//! Container-level optimizations applied after image transcoding

use std::collections::{BTreeMap, HashMap, HashSet};

use lopdf::{Dictionary, Document, Object, ObjectId};

use crate::cli::CompressionMode;

/// Trailer entries only meaningful for the cross-reference layout we read
const STALE_TRAILER_KEYS: [&[u8]; 8] = [
    b"Prev",
    b"XRefStm",
    b"Type",
    b"W",
    b"Index",
    b"Filter",
    b"DecodeParms",
    b"Length",
];

/// Save-time options
#[derive(Debug, Clone, Copy, PartialEq, Eq)]
pub struct OptimizeOptions {
    pub compress_streams: bool,
    /// Renumber objects so the first page comes first in the file. No
    /// `/Linearized` dictionary or hint stream is written; lopdf cannot
    /// produce them.
    pub linearize: bool,
    pub strip_metadata: bool,
}

impl OptimizeOptions {
    pub fn for_mode(mode: CompressionMode) -> Self {
        Self {
            compress_streams: true,
            linearize: true,
            strip_metadata: mode.defaults().strip_metadata,
        }
    }
}

/// Prepare a document for saving
pub fn optimize(doc: &mut Document, options: OptimizeOptions) {
    if options.strip_metadata && strip_metadata(doc) {
        log::info!("Removed document metadata");
    }

    for key in STALE_TRAILER_KEYS {
        doc.trailer.remove(key);
    }

    let pruned = doc.prune_objects();
    if !pruned.is_empty() {
        log::debug!("Pruned {} unreferenced objects", pruned.len());
    }

    if options.compress_streams {
        doc.compress();
    }

    if options.linearize {
        reorder_objects(doc);
    }
}

/// Remove the document information dictionary and the catalog's XMP stream.
///
/// Returns whether anything was removed; a document without metadata is fine.
pub fn strip_metadata(doc: &mut Document) -> bool {
    let mut removed = doc.trailer.remove(b"Info").is_some();

    let catalog = doc
        .trailer
        .get(b"Root")
        .and_then(Object::as_reference)
        .and_then(|root| doc.get_object_mut(root))
        .and_then(Object::as_dict_mut);
    if let Ok(catalog) = catalog {
        removed |= catalog.remove(b"Metadata").is_some();
    }

    removed
}

/// Renumber objects so a reader meets the first page as early as possible.
///
/// Order: catalog, then for each page its page-tree ancestors followed by
/// everything the page reaches, then whatever else the catalog and trailer
/// reach, then any leftovers by old number. Dangling references become null.
pub fn reorder_objects(doc: &mut Document) {
    let mut order = ObjectOrder::default();

    let root = doc.trailer.get(b"Root").and_then(Object::as_reference).ok();
    if let Some(root) = root {
        order.push(doc, root);
    }

    for page_id in doc.get_pages().into_values() {
        for ancestor in page_ancestors(doc, page_id).into_iter().rev() {
            order.push(doc, ancestor);
        }
        order.visit(doc, page_id);
    }

    if let Some(root) = root {
        order.visit(doc, root);
    }
    for (_, value) in doc.trailer.iter() {
        if let Ok(id) = value.as_reference() {
            order.visit(doc, id);
        }
    }
    let leftovers: Vec<ObjectId> = doc.objects.keys().copied().collect();
    for id in leftovers {
        order.push(doc, id);
    }

    let mapping: HashMap<ObjectId, ObjectId> = order
        .ids
        .iter()
        .enumerate()
        .map(|(index, old)| (*old, (index as u32 + 1, 0)))
        .collect();

    let mut renumbered = BTreeMap::new();
    for (old, mut object) in std::mem::take(&mut doc.objects) {
        if let Some(new) = mapping.get(&old) {
            remap_object(&mut object, &mapping);
            renumbered.insert(*new, object);
        }
    }
    remap_dict(&mut doc.trailer, &mapping);

    doc.max_id = renumbered.len() as u32;
    doc.objects = renumbered;
}

/// Page-tree nodes above a page, nearest first
fn page_ancestors(doc: &Document, page_id: ObjectId) -> Vec<ObjectId> {
    let mut ancestors = Vec::new();
    let mut current = page_id;
    while let Ok(parent) = doc
        .get_dictionary(current)
        .and_then(|node| node.get(b"Parent"))
        .and_then(Object::as_reference)
    {
        if ancestors.contains(&parent) || parent == page_id {
            break;
        }
        ancestors.push(parent);
        current = parent;
    }
    ancestors
}

#[derive(Default)]
struct ObjectOrder {
    ids: Vec<ObjectId>,
    placed: HashSet<ObjectId>,
    expanded: HashSet<ObjectId>,
}

impl ObjectOrder {
    fn push(&mut self, doc: &Document, id: ObjectId) {
        if doc.objects.contains_key(&id) && self.placed.insert(id) {
            self.ids.push(id);
        }
    }

    /// Place `start` and, depth first, everything it references.
    /// `/Parent` links are not followed so a page does not pull in its siblings.
    fn visit(&mut self, doc: &Document, start: ObjectId) {
        let mut stack = vec![start];
        while let Some(id) = stack.pop() {
            self.push(doc, id);
            if !self.expanded.insert(id) {
                continue;
            }
            if let Ok(object) = doc.get_object(id) {
                let mut children = Vec::new();
                collect_references(object, &mut children);
                stack.extend(children.into_iter().rev());
            }
        }
    }
}

fn collect_references(object: &Object, out: &mut Vec<ObjectId>) {
    match object {
        Object::Reference(id) => out.push(*id),
        Object::Array(items) => items.iter().for_each(|item| collect_references(item, out)),
        Object::Dictionary(dict) => collect_dict_references(dict, out),
        Object::Stream(stream) => collect_dict_references(&stream.dict, out),
        _ => {}
    }
}

fn collect_dict_references(dict: &Dictionary, out: &mut Vec<ObjectId>) {
    for (key, value) in dict.iter() {
        if key.as_slice() != b"Parent" {
            collect_references(value, out);
        }
    }
}

fn remap_object(object: &mut Object, mapping: &HashMap<ObjectId, ObjectId>) {
    match object {
        Object::Reference(id) => match mapping.get(id) {
            Some(new) => *id = *new,
            None => *object = Object::Null,
        },
        Object::Array(items) => items.iter_mut().for_each(|item| remap_object(item, mapping)),
        Object::Dictionary(dict) => remap_dict(dict, mapping),
        Object::Stream(stream) => remap_dict(&mut stream.dict, mapping),
        _ => {}
    }
}

fn remap_dict(dict: &mut Dictionary, mapping: &HashMap<ObjectId, ObjectId>) {
    for (_, value) in dict.iter_mut() {
        remap_object(value, mapping);
    }
}
use anyhow::{Context, Result};
use clap::Parser;
use std::fs;

use pdf_squeeze::cli::Args;
use pdf_squeeze::config::CompressionConfig;
use pdf_squeeze::{compress, format_bytes, CompressionResult};

fn main() -> Result<()> {
    let args = Args::parse();

    // Initialize logging
    env_logger::Builder::new()
        .filter_level(match args.verbose {
            0 => log::LevelFilter::Warn,
            1 => log::LevelFilter::Info,
            _ => log::LevelFilter::Debug,
        })
        .init();

    // Read input file
    let original = fs::read(&args.input)
        .with_context(|| format!("Failed to read input file: {}", args.input.display()))?;

    let config = CompressionConfig::from_args(&args);
    log::info!(
        "Compressing {} ({}) in {} mode",
        args.input.display(),
        format_bytes(original.len() as u64),
        config.mode.name()
    );

    let result = compress(&original, &config);

    match result {
        CompressionResult::Success {
            ref output,
            original_size,
            compressed_size,
            savings,
            ratio,
            processed_count,
            skipped_count,
        } => {
            let output_path = args.output_path();
            fs::write(&output_path, output).with_context(|| {
                format!("Failed to write output file: {}", output_path.display())
            })?;

            println!("Original size:   {}", format_bytes(original_size));
            println!("Compressed size: {}", format_bytes(compressed_size));
            println!("Space saved:     {} ({:.1}%)", format_bytes(savings), ratio);
            println!(
                "Images re-encoded: {} (skipped {})",
                processed_count, skipped_count
            );
            println!("Successfully wrote PDF to {}", output_path.display());
        }
        CompressionResult::AlreadyOptimal {
            original_size,
            processed_count,
            ..
        } => {
            println!("Original size:   {}", format_bytes(original_size));
            println!("Images re-encoded: {}", processed_count);
            println!("{}", result.summary());
        }
        CompressionResult::Failure { .. } => {
            anyhow::bail!("{}", result.summary());
        }
    }

    Ok(())
}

**What you will do**
Copy exactly the lines from the top of the entries through the line with "pub fn optimize(doc: &mut" in it, please, keeping both ends and adding nothing.

**Worked solution**
//! Container-level optimizations applied after image transcoding

use std::collections::{BTreeMap, HashMap, HashSet};

use lopdf::{Dictionary, Document, Object, ObjectId};

use crate::cli::CompressionMode;

/// Trailer entries only meaningful for the cross-reference layout we read
const STALE_TRAILER_KEYS: [&[u8]; 8] = [
    b"Prev",
    b"XRefStm",
    b"Type",
    b"W",
    b"Index",
    b"Filter",
    b"DecodeParms",
    b"Length",
];

/// Save-time options
#[derive(Debug, Clone, Copy, PartialEq, Eq)]
pub struct OptimizeOptions {
    pub compress_streams: bool,
    /// Renumber objects so the first page comes first in the file. No
    /// `/Linearized` dictionary or hint stream is written; lopdf cannot
    /// produce them.
    pub linearize: bool,
    pub strip_metadata: bool,
}

impl OptimizeOptions {
    pub fn for_mode(mode: CompressionMode) -> Self {
        Self {
            compress_streams: true,
            linearize: true,
            strip_metadata: mode.defaults().strip_metadata,
        }
    }
}

/// Prepare a document for saving
pub fn optimize(doc: &mut Document, options: OptimizeOptions) {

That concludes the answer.